With Mediterranean restaurant chains like Cava gaining popularity, Kumar sees plenty of room for more restaurant partnerships in the future. The team tentatively plans to introduce products to grocery stores by the end of 2022. But first, they are focusing on flavor and texture in their consumer products.

“We bought a small extruder and we’re going to learn something about it,” says Kumar, “but we’re going to be limited by the output of this machine. Hopefully with the next round of funding we will be able to unlock some more capacity.

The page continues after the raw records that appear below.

//! This module is responsible for reading, writing and managing the SQLite database.

mod migrations;
mod query;

use crate::model::{
    Amount, NewTransaction, Transaction, TransactionEdit, TransactionType, TypeFilter,
};
use crate::stats::MonthSum;
use crate::Result;
use anyhow::{bail, Context};
use query::{ListQuery, COLUMNS};
use sqlx::sqlite::{SqliteConnectOptions, SqlitePoolOptions, SqliteRow};
use sqlx::{Row, SqlitePool};
use std::path::Path;
use std::str::FromStr;
use tracing::debug;

const MONTHLY_SUMS: &str = "SELECT strftime('%m', createdAt) AS month, type, \
     TOTAL(amount) AS total FROM transactions \
     WHERE deleted = 0 AND strftime('%m', createdAt) IS NOT NULL \
     GROUP BY month, type ORDER BY month ASC";

const MONTHLY_SUMS_FOR_YEAR: &str = "SELECT strftime('%m', createdAt) AS month, type, \
     TOTAL(amount) AS total FROM transactions \
     WHERE deleted = 0 AND strftime('%m', createdAt) IS NOT NULL \
     AND strftime('%Y', createdAt) = ? \
     GROUP BY month, type ORDER BY month ASC";

/// The handle to the SQLite database. It is opened once, when the `Config` is loaded, and shared
/// by every operation. Cloning is cheap and clones share the same connection.
#[derive(Debug, Clone)]
pub(crate) struct Db {
    pool: SqlitePool,
}

impl Db {
    /// - Validates that no file currently exists at `path`
    /// - Creates a new SQLite file at `path`
    /// - Initializes the database schema
    pub(crate) async fn init(path: impl AsRef<Path>) -> Result<Self> {
        let path = path.as_ref();
        if path.exists() {
            bail!("A database already exists at '{}'", path.display());
        }
        let pool = connect(path, true).await?;
        Self::migrate(pool).await
    }

    /// - Validates that there is a SQLite file at `path`
    /// - Updates the database schema with migrations if it is out-of-date
    pub(crate) async fn load(path: impl AsRef<Path>) -> Result<Self> {
        let path = path.as_ref();
        if !path.is_file() {
            bail!("The database file is missing '{}'", path.display());
        }
        let pool = connect(path, false).await?;
        Self::migrate(pool).await
    }

    async fn migrate(pool: SqlitePool) -> Result<Self> {
        let current = migrations::bootstrap(&pool).await?;
        migrations::run(&pool, current, migrations::CURRENT_VERSION).await?;
        Ok(Self { pool })
    }

    /// Closes the underlying connection. Further use of this `Db` or its clones will fail.
    pub(crate) async fn close(&self) {
        self.pool.close().await
    }

    /// Active transactions, newest first. `search` matches title or type, case-insensitively.
    pub(crate) async fn list_active(
        &self,
        search: Option<&str>,
        type_filter: TypeFilter,
    ) -> Result<Vec<Transaction>> {
        self.list(ListQuery::active(search, type_filter)).await
    }

    /// Transactions in the trash, most recently created first.
    pub(crate) async fn list_trashed(&self) -> Result<Vec<Transaction>> {
        self.list(ListQuery::trashed()).await
    }

    async fn list(&self, list_query: ListQuery) -> Result<Vec<Transaction>> {
        let sql = list_query.sql();
        debug!("Listing transactions: {sql}");
        let mut query = sqlx::query(&sql);
        for value in list_query.binds() {
            query = query.bind(value);
        }
        let rows = query
            .fetch_all(&self.pool)
            .await
            .context("Failed to list transactions")?;
        let mut transactions = Vec::with_capacity(rows.len());
        for row in &rows {
            let transaction = transaction_from_row(row)?;
            if list_query.matches(&transaction) {
                transactions.push(transaction);
            }
        }
        Ok(transactions)
    }

    /// Gets a transaction whether it is active or in the trash.
    pub(crate) async fn get(&self, id: i64) -> Result<Option<Transaction>> {
        let sql = format!("SELECT {COLUMNS} FROM transactions WHERE id = ?");
        let row = sqlx::query(&sql)
            .bind(id)
            .fetch_optional(&self.pool)
            .await
            .with_context(|| format!("Failed to get transaction {id}"))?;
        row.as_ref().map(transaction_from_row).transpose()
    }

    /// Inserts an active transaction and returns it as stored, with its `id` and `createdAt`.
    pub(crate) async fn insert(&self, transaction: &NewTransaction) -> Result<Transaction> {
        let result = sqlx::query("INSERT INTO transactions (title, amount, type) VALUES (?, ?, ?)")
            .bind(&transaction.title)
            .bind(transaction.amount.value())
            .bind(transaction.transaction_type.as_str())
            .execute(&self.pool)
            .await
            .context("Failed to insert transaction")?;
        let id = result.last_insert_rowid();
        debug!("Inserted transaction {id}");
        self.get(id)
            .await?
            .with_context(|| format!("Transaction {id} is missing right after being inserted"))
    }

    /// Overwrites title and amount. Returns the number of rows changed, 0 if `id` does not exist.
    pub(crate) async fn update(&self, id: i64, edit: &TransactionEdit) -> Result<u64> {
        let result = sqlx::query("UPDATE transactions SET title = ?, amount = ? WHERE id = ?")
            .bind(&edit.title)
            .bind(edit.amount.value())
            .bind(id)
            .execute(&self.pool)
            .await
            .with_context(|| format!("Failed to update transaction {id}"))?;
        Ok(result.rows_affected())
    }

    /// Moves a transaction to the trash.
    pub(crate) async fn soft_delete(&self, id: i64) -> Result<u64> {
        self.set_deleted(id, true).await
    }

    /// Takes a transaction out of the trash.
    pub(crate) async fn restore(&self, id: i64) -> Result<u64> {
        self.set_deleted(id, false).await
    }

    async fn set_deleted(&self, id: i64, deleted: bool) -> Result<u64> {
        let result = sqlx::query("UPDATE transactions SET deleted = ? WHERE id = ?")
            .bind(i64::from(deleted))
            .bind(id)
            .execute(&self.pool)
            .await
            .with_context(|| format!("Failed to set deleted={deleted} on transaction {id}"))?;
        Ok(result.rows_affected())
    }

    /// Removes the row permanently.
    pub(crate) async fn purge(&self, id: i64) -> Result<u64> {
        let result = sqlx::query("DELETE FROM transactions WHERE id = ?")
            .bind(id)
            .execute(&self.pool)
            .await
            .with_context(|| format!("Failed to purge transaction {id}"))?;
        Ok(result.rows_affected())
    }

    pub(crate) async fn count_active(&self) -> Result<u64> {
        self.count(false).await
    }

    pub(crate) async fn count_trashed(&self) -> Result<u64> {
        self.count(true).await
    }

    async fn count(&self, deleted: bool) -> Result<u64> {
        let row: (i64,) = sqlx::query_as("SELECT COUNT(*) FROM transactions WHERE deleted = ?")
            .bind(i64::from(deleted))
            .fetch_one(&self.pool)
            .await
            .context("Failed to count transactions")?;
        Ok(u64::try_from(row.0).unwrap_or_default())
    }

    /// Sums of active amounts grouped by the month of `createdAt` and by type. Rows whose
    /// `createdAt` has no month are left out. With `year`, only that year's rows are summed.
    pub(crate) async fn monthly_sums(&self, year: Option<i32>) -> Result<Vec<MonthSum>> {
        let query = match year {
            Some(year) => sqlx::query(MONTHLY_SUMS_FOR_YEAR).bind(format!("{year:04}")),
            None => sqlx::query(MONTHLY_SUMS),
        };
        let rows = query
            .fetch_all(&self.pool)
            .await
            .context("Failed to compute monthly sums")?;

        let mut sums = Vec::with_capacity(rows.len());
        for row in &rows {
            let month: String = row.try_get("month")?;
            let type_text: String = row.try_get("type")?;
            let total: f64 = row.try_get("total")?;
            sums.push(MonthSum {
                month,
                transaction_type: parse_type(&type_text)?,
                total,
            });
        }
        Ok(sums)
    }

    /// Sums of active amounts by type.
    pub(crate) async fn totals_by_type(&self) -> Result<Vec<(TransactionType, f64)>> {
        let rows = sqlx::query(
            "SELECT type, TOTAL(amount) AS total FROM transactions WHERE deleted = 0 GROUP BY type",
        )
        .fetch_all(&self.pool)
        .await
        .context("Failed to compute totals")?;

        let mut totals = Vec::with_capacity(rows.len());
        for row in &rows {
            let type_text: String = row.try_get("type")?;
            let total: f64 = row.try_get("total")?;
            totals.push((parse_type(&type_text)?, total));
        }
        Ok(totals)
    }

    /// Overwrites `createdAt`, which no user-facing operation can do. Used to place test data in
    /// a particular month.
    #[cfg(test)]
    pub(crate) async fn _set_created_at(&self, id: i64, created_at: &str) -> Result<()> {
        sqlx::query("UPDATE transactions SET createdAt = ? WHERE id = ?")
            .bind(created_at)
            .bind(id)
            .execute(&self.pool)
            .await
            .context("Failed to set createdAt")?;
        Ok(())
    }
}

async fn connect(path: &Path, create: bool) -> Result<SqlitePool> {
    let options = SqliteConnectOptions::new()
        .filename(path)
        .create_if_missing(create);

    // A single connection: SQLite has one writer and every operation here runs in sequence.
    SqlitePoolOptions::new()
        .max_connections(1)
        .connect_with(options)
        .await
        .with_context(|| format!("Unable to open the SQLite database at {}", path.display()))
}

fn parse_type(s: &str) -> Result<TransactionType> {
    TransactionType::from_str(s).with_context(|| format!("Unknown transaction type '{s}'"))
}

fn transaction_from_row(row: &SqliteRow) -> Result<Transaction> {
    let type_text: String = row.try_get("type")?;
    let created_at: Option<String> = row.try_get("createdAt")?;
    let deleted: Option<i64> = row.try_get("deleted")?;
    Ok(Transaction {
        id: row.try_get("id")?,
        title: row.try_get("title")?,
        amount: Amount::from_stored(row.try_get("amount")?),
        transaction_type: parse_type(&type_text)?,
        created_at: created_at.unwrap_or_default(),
        deleted: deleted.unwrap_or_default() != 0,
    })
}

When The Spoon interviewed Black Sheep in 2019, the company was planning to launch its products in Asia. Kumar says the team changed its strategy due to the relative ease of co-packing and domestic sourcing. After expanding into the United States, they are eyeing Europe and the United Kingdom, where North African cultural influences have boosted the popularity of lamb.

Plant possibilities

Ultimately, Kumar says the team’s dream is to create plant-based foods like burgers, nuggets and sausages — “but with crazy flavors.”

Ethics and environmental impacts are in the team’s mind. But beyond responding to these concerns by replacing common frozen foods with sufficiently similar alternatives, Black Sheep wants to delight consumers with unique tastes. They hope to appeal to flexitarians by offering them the opportunity to savor flavors they otherwise would not have tasted.

With plant space becoming increasingly competitive and crowded with similar products, the strategy makes sense. As Kumar says, “Why eat chicken nuggets when you could have duck nuggets with hoisin barbecue sauce?”